Data shown:
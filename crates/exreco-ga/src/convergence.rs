//! Early-stopping decisions.

use serde::Serialize;

use crate::config::GaConfig;

/// Why a run stopped.
#[derive(Debug, Clone, Copy, PartialEq, Eq, Serialize, derive_more::Display)]
#[serde(rename_all = "snake_case")]
pub enum TerminationReason {
    /// The generation cap was reached.
    #[display("max_generations")]
    MaxGenerations,
    /// Best fitness improved by no more than epsilon for `patience` generations.
    #[display("plateau")]
    Plateau,
    /// Population fitness variance fell below the threshold.
    #[display("low_variance")]
    LowVariance,
    /// The wall-clock budget ran out.
    #[display("deadline")]
    Deadline,
    /// The caller cancelled the run.
    #[display("cancelled")]
    Cancelled,
}

/// Progress of a run as seen by the operators.
#[derive(Debug, Clone, Copy, PartialEq)]
pub struct GenerationState {
    pub generation: usize,
    /// Best fitness seen so far in the run.
    pub best_fitness: f32,
    /// Consecutive generations without an improvement above epsilon.
    pub stagnant_generations: usize,
}

/// Tracks best fitness per generation and decides when to stop.
///
/// The plateau check runs before the variance check. The variance check is skipped for
/// generation 0, which has not been through selection yet.
#[derive(Debug, Clone)]
pub struct ConvergenceMonitor {
    epsilon: f32,
    patience: usize,
    variance_threshold: f32,
    best: Option<f32>,
    stagnant: usize,
    last_improvement_generation: usize,
    history: Vec<f32>,
}

impl ConvergenceMonitor {
    #[must_use]
    pub fn new(epsilon: f32, patience: usize, variance_threshold: f32) -> Self {
        Self {
            epsilon,
            patience,
            variance_threshold,
            best: None,
            stagnant: 0,
            last_improvement_generation: 0,
            history: Vec::new(),
        }
    }

    #[must_use]
    pub fn from_config(config: &GaConfig) -> Self {
        Self::new(
            config.convergence_epsilon(),
            config.convergence_patience(),
            config.variance_threshold(),
        )
    }

    /// Records one evaluated generation and returns a reason to stop, if any.
    ///
    /// An improvement counts only when it exceeds epsilon, so with `epsilon = 0` an
    /// unchanged best fitness is a stagnant generation.
    pub fn observe(
        &mut self,
        generation: usize,
        best_fitness: f32,
        variance: f32,
    ) -> Option<TerminationReason> {
        match self.best {
            None => {
                self.best = Some(best_fitness);
                self.last_improvement_generation = generation;
            }
            Some(previous) => {
                if best_fitness - previous > self.epsilon {
                    self.stagnant = 0;
                    self.last_improvement_generation = generation;
                } else {
                    self.stagnant += 1;
                }
                if best_fitness > previous {
                    self.best = Some(best_fitness);
                }
            }
        }
        self.history.push(self.best_fitness());

        if self.stagnant >= self.patience {
            Some(TerminationReason::Plateau)
        } else if generation > 0 && variance < self.variance_threshold {
            Some(TerminationReason::LowVariance)
        } else {
            None
        }
    }

    #[must_use]
    pub fn state(&self, generation: usize) -> GenerationState {
        GenerationState {
            generation,
            best_fitness: self.best_fitness(),
            stagnant_generations: self.stagnant,
        }
    }

    /// Best fitness seen so far, or 0 before the first observation.
    #[must_use]
    pub fn best_fitness(&self) -> f32 {
        self.best.unwrap_or(0.0)
    }

    #[must_use]
    pub fn stagnant_generations(&self) -> usize {
        self.stagnant
    }

    #[must_use]
    pub fn last_improvement_generation(&self) -> usize {
        self.last_improvement_generation
    }

    /// Best-known fitness after each observed generation.
    #[must_use]
    pub fn history(&self) -> &[f32] {
        &self.history
    }
}
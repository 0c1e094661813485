//! Individuals, populations and the parallel fitness evaluation barrier.

use std::{cmp::Ordering, num::NonZeroUsize, thread};

use exreco_catalog::ExerciseId;
use exreco_stats::descriptive::DescriptiveStats;
use rand::Rng;

use crate::{
    config::ConfigurationError,
    fitness::{FitnessComponents, FitnessEvaluator},
    weighting::SamplingWeights,
};

/// A candidate recommendation: a fixed-length, duplicate-free exercise sequence.
///
/// Fitness is cached after evaluation and cleared whenever a gene changes.
#[derive(Debug, Clone, PartialEq)]
pub struct Individual {
    genes: Vec<ExerciseId>,
    fitness: Option<FitnessComponents>,
}

impl Individual {
    /// Creates an unevaluated individual.
    ///
    /// # Panics
    ///
    /// Panics if `genes` contains the same exercise twice.
    #[must_use]
    pub fn new(genes: Vec<ExerciseId>) -> Self {
        let this = Self {
            genes,
            fitness: None,
        };
        assert!(!this.has_duplicates(), "individual contains duplicate exercises");
        this
    }

    /// Exercise ids in slot order.
    #[must_use]
    pub fn genes(&self) -> &[ExerciseId] {
        &self.genes
    }

    /// Cached fitness breakdown, `None` until evaluated.
    #[must_use]
    pub fn fitness(&self) -> Option<&FitnessComponents> {
        self.fitness.as_ref()
    }

    /// Combined fitness, or 0 for an unevaluated individual.
    #[must_use]
    pub fn score(&self) -> f32 {
        self.fitness.map_or(0.0, |f| f.combined)
    }

    /// Whether `id` already occupies one of the slots.
    #[must_use]
    pub fn contains(&self, id: ExerciseId) -> bool {
        self.genes.contains(&id)
    }

    /// Whether any exercise appears more than once.
    #[must_use]
    pub fn has_duplicates(&self) -> bool {
        let mut sorted = self.genes.clone();
        sorted.sort_unstable();
        sorted.windows(2).any(|w| w[0] == w[1])
    }

    /// Gene set in ascending id order; two individuals with equal keys score the same.
    #[must_use]
    pub fn gene_set(&self) -> Vec<ExerciseId> {
        let mut sorted = self.genes.clone();
        sorted.sort_unstable();
        sorted
    }

    pub(crate) fn set_gene(&mut self, index: usize, id: ExerciseId) {
        debug_assert!(!self.genes.contains(&id) || self.genes[index] == id);
        self.genes[index] = id;
        self.fitness = None;
    }

    pub(crate) fn evaluate(&mut self, evaluator: &FitnessEvaluator<'_>) {
        if self.fitness.is_none() {
            self.fitness = Some(evaluator.evaluate(&self.genes));
        }
    }
}

/// Ranking order: higher fitness first, ties broken by the lowest exercise id sequence.
#[must_use]
pub fn compare_rank(a: &Individual, b: &Individual) -> Ordering {
    b.score()
        .total_cmp(&a.score())
        .then_with(|| a.genes.cmp(&b.genes))
}

/// A population owned by exactly one GA run.
#[derive(Debug, Clone, PartialEq)]
pub struct Population {
    individuals: Vec<Individual>,
}

impl Population {
    /// Builds generation 0 by weakness-weighted sampling without replacement.
    pub fn initialize<R>(
        weights: &SamplingWeights<'_>,
        size: usize,
        num_exercises: usize,
        rng: &mut R,
    ) -> Result<Self, ConfigurationError>
    where
        R: Rng + ?Sized,
    {
        let available = weights.catalog().active_count();
        if num_exercises > available {
            return Err(ConfigurationError::NotEnoughExercises {
                requested: num_exercises,
                available,
            });
        }
        let individuals = (0..size)
            .map(|_| Individual::new(weights.draw_distinct(rng, num_exercises)))
            .collect();
        Ok(Self { individuals })
    }

    /// Wraps already-built individuals; they are not evaluated or ranked.
    #[must_use]
    pub fn from_individuals(individuals: Vec<Individual>) -> Self {
        Self { individuals }
    }

    /// Individuals in their current order (best first once ranked).
    #[must_use]
    pub fn individuals(&self) -> &[Individual] {
        &self.individuals
    }

    #[must_use]
    pub fn len(&self) -> usize {
        self.individuals.len()
    }

    #[must_use]
    pub fn is_empty(&self) -> bool {
        self.individuals.is_empty()
    }

    /// Evaluates every unevaluated individual in parallel, then ranks the population.
    ///
    /// All worker threads are joined before this returns, so callers always observe a
    /// fully evaluated generation.
    pub fn evaluate_fitness(&mut self, evaluator: &FitnessEvaluator<'_>) {
        let workers = thread::available_parallelism().map_or(1, NonZeroUsize::get);
        let chunk_size = self.individuals.len().div_ceil(workers).max(1);
        thread::scope(|s| {
            for chunk in self.individuals.chunks_mut(chunk_size) {
                s.spawn(move || {
                    for ind in chunk {
                        ind.evaluate(evaluator);
                    }
                });
            }
        });
        self.rank();
    }

    pub(crate) fn rank(&mut self) {
        self.individuals.sort_by(compare_rank);
    }

    /// Whether the population is sorted by [`compare_rank`].
    #[must_use]
    pub fn is_ranked(&self) -> bool {
        self.individuals
            .is_sorted_by(|a, b| compare_rank(a, b) != Ordering::Greater)
    }

    /// Returns the best individual of a ranked population.
    #[must_use]
    pub fn best(&self) -> Option<&Individual> {
        self.individuals.first()
    }

    /// Returns up to `count` individuals with pairwise distinct gene sets, best first.
    #[must_use]
    pub fn top_distinct(&self, count: usize) -> Vec<&Individual> {
        let mut seen = Vec::<Vec<ExerciseId>>::new();
        let mut top = Vec::with_capacity(count);
        for ind in &self.individuals {
            if top.len() == count {
                break;
            }
            let key = ind.gene_set();
            if !seen.contains(&key) {
                seen.push(key);
                top.push(ind);
            }
        }
        top
    }

    /// Summary of combined fitness over evaluated individuals.
    ///
    /// Returns `None` when nothing has been evaluated yet.
    #[must_use]
    pub fn compute_fitness_stats(&self) -> Option<DescriptiveStats> {
        DescriptiveStats::new(self.individuals.iter().map(Individual::score))
    }

    pub(crate) fn truncate(&mut self, len: usize) {
        self.individuals.truncate(len);
    }

    pub(crate) fn extend<I>(&mut self, individuals: I)
    where
        I: IntoIterator<Item = Individual>,
    {
        self.individuals.extend(individuals);
    }
}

Exercise prompt:
In the records above, find each line with the word "Whether" and copy it.

Answer below:
    /// Whether `id` already occupies one of the slots.
    /// Whether any exercise appears more than once.
    /// Whether the population is sorted by [`compare_rank`].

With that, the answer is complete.